[Material shown — start]

//! In-memory reference store for tests and ephemeral repositories.

use std::sync::RwLock;

use ply_types::Hash;

use crate::error::RefResult;
use crate::table::RefTable;
use crate::traits::RefStore;
use crate::types::{Ref, RepoState};

/// An in-memory implementation of [`RefStore`]. Data is lost when the store
/// is dropped.
#[derive(Debug, Default)]
pub struct InMemoryRefStore {
    table: RwLock<RefTable>,
}

impl InMemoryRefStore {
    pub fn new() -> Self {
        Self::default()
    }
}

impl RefStore for InMemoryRefStore {
    fn read_ref(&self, name: &str) -> RefResult<Option<Ref>> {
        Ok(self.table.read().expect("lock poisoned").read(name))
    }

    fn write_ref(&self, name: &str, reference: &Ref) -> RefResult<()> {
        self.table.write().expect("lock poisoned").write(name, reference)
    }

    fn compare_and_set_ref(
        &self,
        name: &str,
        expected: Option<Hash>,
        reference: &Ref,
    ) -> RefResult<()> {
        self.table
            .write()
            .expect("lock poisoned")
            .compare_and_set(name, expected, reference)
    }

    fn delete_ref(&self, name: &str) -> RefResult<bool> {
        self.table.write().expect("lock poisoned").delete(name)
    }

    fn list_refs(&self, prefix: &str) -> RefResult<Vec<(String, Ref)>> {
        Ok(self.table.read().expect("lock poisoned").list(prefix))
    }

    fn repo_state(&self) -> RefResult<Option<RepoState>> {
        Ok(self.table.read().expect("lock poisoned").state.clone())
    }

    fn init_repo_state(&self, state: RepoState) -> RefResult<()> {
        self.table.write().expect("lock poisoned").init_state(state)
    }

    fn update_repo_state(&self, expected: &RepoState, new: RepoState) -> RefResult<()> {
        self.table
            .write()
            .expect("lock poisoned")
            .update_state(expected, new)
    }
}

[Material shown — finish]

(Exercise goal):
For each record above, output it exactly as written.

(Answer to this task):
//! In-memory reference store for tests and ephemeral repositories.

use std::sync::RwLock;

use ply_types::Hash;

use crate::error::RefResult;
use crate::table::RefTable;
use crate::traits::RefStore;
use crate::types::{Ref, RepoState};

/// An in-memory implementation of [`RefStore`]. Data is lost when the store
/// is dropped.
#[derive(Debug, Default)]
pub struct InMemoryRefStore {
    table: RwLock<RefTable>,
}

impl InMemoryRefStore {
    pub fn new() -> Self {
        Self::default()
    }
}

impl RefStore for InMemoryRefStore {
    fn read_ref(&self, name: &str) -> RefResult<Option<Ref>> {
        Ok(self.table.read().expect("lock poisoned").read(name))
    }

    fn write_ref(&self, name: &str, reference: &Ref) -> RefResult<()> {
        self.table.write().expect("lock poisoned").write(name, reference)
    }

    fn compare_and_set_ref(
        &self,
        name: &str,
        expected: Option<Hash>,
        reference: &Ref,
    ) -> RefResult<()> {
        self.table
            .write()
            .expect("lock poisoned")
            .compare_and_set(name, expected, reference)
    }

    fn delete_ref(&self, name: &str) -> RefResult<bool> {
        self.table.write().expect("lock poisoned").delete(name)
    }

    fn list_refs(&self, prefix: &str) -> RefResult<Vec<(String, Ref)>> {
        Ok(self.table.read().expect("lock poisoned").list(prefix))
    }

    fn repo_state(&self) -> RefResult<Option<RepoState>> {
        Ok(self.table.read().expect("lock poisoned").state.clone())
    }

    fn init_repo_state(&self, state: RepoState) -> RefResult<()> {
        self.table.write().expect("lock poisoned").init_state(state)
    }

    fn update_repo_state(&self, expected: &RepoState, new: RepoState) -> RefResult<()> {
        self.table
            .write()
            .expect("lock poisoned")
            .update_state(expected, new)
    }
}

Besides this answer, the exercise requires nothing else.